Podcast posts

In a very short while I’ll be removing the podcast posts from this blog as they’ve been concentrated on https://www.kneedeepintech.com for some time. Christmas is coming, and with it a feeling of wanting to clean house, even on this blog 😛

The road to London

It’s time for me to go on the road again, and this time I’m headed to London and the UK Cloud Infrastructure User Group where I will be delivering a brand new session on self-service BI from an infrastructure perspective.

This session is not only brand new, it is also a bit of an presentation style experiment. I will be delivering the session in no less than three different voices – as in, three differing points of opinion. The subtitle for this session is “arguing with myself” for a reason…

My goal with the 60-minute session is to provide a walk-through what self-service BI is and what makes it so potentially awesome, how it can (and will!) affect the infrastructure people and what can be done to turn a disaster into an opportunity.
It is primarily focused on Power BI as this is my weapon of choice these days, but the information is immediately applicable to all situations. It’s more about the mindset than the specific implementation – something I find is most often the case.

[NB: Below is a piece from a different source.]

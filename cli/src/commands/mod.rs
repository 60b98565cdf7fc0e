//! Command implementations

pub mod apply;
pub mod plan;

The usergroup meeting is held at WeWork Waterhouse Square in Holborn (the closes tube station should be Chancery Lane) at 6.30 on Monday. Register here and come join!

Power BI Dataflows example – part 2

There are several more use cases for a dataflow, but one that is very useful is the ability to share a dataset between apps. Previously we had to duplicate the dataset to each and every app that needed to use it, increasing the risk that one dataset was ignored, not refreshed properly or otherwise out of sync with reality. By using dataflows we can have several apps rely on the same dataflow (via a dataset), and thus it is quite possible to have a “master dataset”.

Here is one way to do it:

1. Create an app workspace to keep all your dataflows that you are planning on sharing to different app workspaces. This way you have things neatly ordered and you don’t have to go searching for the dataflow in several app workspaces.

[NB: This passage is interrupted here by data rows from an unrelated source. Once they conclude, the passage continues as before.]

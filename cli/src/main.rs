//! Stagehand CLI - converge hosts to declarative roles over ssh

use clap::Parser;
use tracing_subscriber::EnvFilter;

use stagehand_cli::cli::Cli;

#[tokio::main]
async fn main() {
    tracing_subscriber::fmt()
        .with_env_filter(
            EnvFilter::try_from_default_env().unwrap_or_else(|_| EnvFilter::new("warn")),
        )
        .with_writer(std::io::stderr)
        .init();

    let cli = Cli::parse();
    if let Err(e) = cli.run().await {
        eprintln!("Error: {e:#}");
        std::process::exit(1);
    }
}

2. Create a dataflow in said app workspace.

3. Create a new app workspace for your app.

4. Create a file using Power BI Desktop that connects to the dataflow from step 2 and create all the visualizations you need.

5. Publish this report to the app workspace from step 3.

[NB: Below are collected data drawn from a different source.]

//! Shared mock infrastructure for unit tests.
//!
//! Provides a recording [`Executor`], a capturing run log, and a recording
//! progress reporter so each test file doesn't have to re-define the same
//! boilerplate.

#![allow(clippy::expect_used)]

use std::collections::{BTreeMap, HashMap};
use std::io::{self, Read, Write};
use std::sync::{Arc, Mutex};

use async_trait::async_trait;
use flate2::read::GzDecoder;
use stagehand_cli::application::ports::{Command, Executor, ProgressReporter};
use stagehand_cli::domain::ProvisionError;
use tokio::io::{AsyncReadExt, AsyncWriteExt};

// ── Recording executor ────────────────────────────────────────────────────────

/// One command as the executor saw it.
#[derive(Debug, Clone, PartialEq, Eq)]
pub struct Invocation {
    pub program: String,
    pub args: Vec<String>,
    pub env: BTreeMap<String, String>,
    /// Everything read from stdin.
    pub stdin: Vec<u8>,
}

/// Records every command and reads its stdin to the end.
///
/// Programs registered with [`fail`](Self::fail) exit non-zero immediately,
/// without reading stdin.
#[derive(Default)]
pub struct RecordingExecutor {
    calls: Mutex<Vec<Invocation>>,
    failures: HashMap<String, i32>,
    stdout: Vec<u8>,
}

impl RecordingExecutor {
    pub fn new() -> Self {
        Self::default()
    }

    /// Make `program` exit with `code`.
    pub fn fail(mut self, program: &str, code: i32) -> Self {
        self.failures.insert(program.to_string(), code);
        self
    }

    /// Write `bytes` to stdout of every command.
    pub fn with_stdout(mut self, bytes: &[u8]) -> Self {
        self.stdout = bytes.to_vec();
        self
    }

    pub fn calls(&self) -> Vec<Invocation> {
        self.calls.lock().expect("lock").clone()
    }

    pub fn programs(&self) -> Vec<String> {
        self.calls().into_iter().map(|c| c.program).collect()
    }

    pub fn call(&self, program: &str) -> Invocation {
        self.calls()
            .into_iter()
            .find(|c| c.program == program)
            .unwrap_or_else(|| panic!("{program} was not invoked"))
    }
}

#[async_trait]
impl Executor for RecordingExecutor {
    async fn run(&self, cmd: Command<'_>) -> Result<(), ProvisionError> {
        let Command {
            program,
            args,
            env,
            stdin,
            stdout,
            ..
        } = cmd;
        let io_err = |source| ProvisionError::CommandIo {
            program: program.clone(),
            source,
        };

        let failure = self.failures.get(&program).copied();
        let mut input = Vec::new();
        if failure.is_none() {
            if let Some(mut stdin) = stdin {
                stdin.read_to_end(&mut input).await.map_err(io_err)?;
            }
            if let Some(mut out) = stdout {
                out.write_all(&self.stdout).await.map_err(io_err)?;
            }
        }

        self.calls.lock().expect("lock").push(Invocation {
            program: program.clone(),
            args,
            env,
            stdin: input,
        });

        match failure {
            Some(code) => Err(ProvisionError::NonZeroExit {
                program,
                code: Some(code),
            }),
            None => Ok(()),
        }
    }
}

// ── Run log ───────────────────────────────────────────────────────────────────

/// Run log backed by a shared buffer so tests can inspect it.
#[derive(Clone, Default)]
pub struct SharedLog(Arc<Mutex<Vec<u8>>>);

impl Write for SharedLog {
    fn write(&mut self, buf: &[u8]) -> io::Result<usize> {
        self.0.lock().expect("lock").extend_from_slice(buf);
        Ok(buf.len())
    }

    fn flush(&mut self) -> io::Result<()> {
        Ok(())
    }
}

impl SharedLog {
    pub fn lines(&self) -> Vec<String> {
        String::from_utf8(self.0.lock().expect("lock").clone())
            .expect("utf8")
            .lines()
            .map(String::from)
            .collect()
    }
}

// ── Progress reporter ─────────────────────────────────────────────────────────

/// Collects progress events as `"step: …"`, `"success: …"`, `"warn: …"`.
#[derive(Default)]
pub struct RecordingReporter {
    events: Mutex<Vec<String>>,
}

impl RecordingReporter {
    pub fn events(&self) -> Vec<String> {
        self.events.lock().expect("lock").clone()
    }

    fn push(&self, kind: &str, message: &str) {
        self.events
            .lock()
            .expect("lock")
            .push(format!("{kind}: {message}"));
    }
}

impl ProgressReporter for RecordingReporter {
    fn step(&self, message: &str) {
        self.push("step", message);
    }

    fn success(&self, message: &str) {
        self.push("success", message);
    }

    fn warn(&self, message: &str) {
        self.push("warn", message);
    }
}

// ── Archive helpers ───────────────────────────────────────────────────────────

/// A decoded archive entry: path, is-dir, mode, owner, group, contents.
pub type DecodedEntry = (String, bool, u32, String, String, Vec<u8>);

/// Decode a `.tar.gz` stream as a standard reader sees it.
pub fn decode_archive(bytes: &[u8]) -> Vec<DecodedEntry> {
    let mut archive = tar::Archive::new(GzDecoder::new(bytes));
    archive
        .entries()
        .expect("entries")
        .map(|entry| {
            let mut entry = entry.expect("entry");
            let header = entry.header().clone();
            let mut contents = Vec::new();
            entry.read_to_end(&mut contents).expect("contents");
            (
                entry.path().expect("path").display().to_string(),
                header.entry_type().is_dir(),
                header.mode().expect("mode"),
                header.username().expect("uname").unwrap_or_default().to_string(),
                header.groupname().expect("gname").unwrap_or_default().to_string(),
                contents,
            )
        })
        .collect()
}

/// Deterministic, poorly compressible bytes.
pub fn noise(len: usize, seed: u64) -> Vec<u8> {
    let mut state = seed.wrapping_mul(6_364_136_223_846_793_005).wrapping_add(1);
    (0..len)
        .map(|_| {
            state = state
                .wrapping_mul(6_364_136_223_846_793_005)
                .wrapping_add(1_442_695_040_888_963_407);
            (state >> 56) as u8
        })
        .collect()
}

6. Publish the app to your users.

 

7. Access the app from “Get Apps > My organization” as a user who has been granted access to the app in step 6.

The beauty of an app is that the dataset underneath has its own refresh cycle apart from the app. That means that the app itself doesn’t have to be refreshed or updated in order for the dataset to update. However – as there is no automatic refresh of a dataset on top of a dataflow, refresh schedules have to be set for both the dataflow AND the dataset. Failure to refresh either (or both!) can lead to some confusion. This all works in Pro as well as Premium.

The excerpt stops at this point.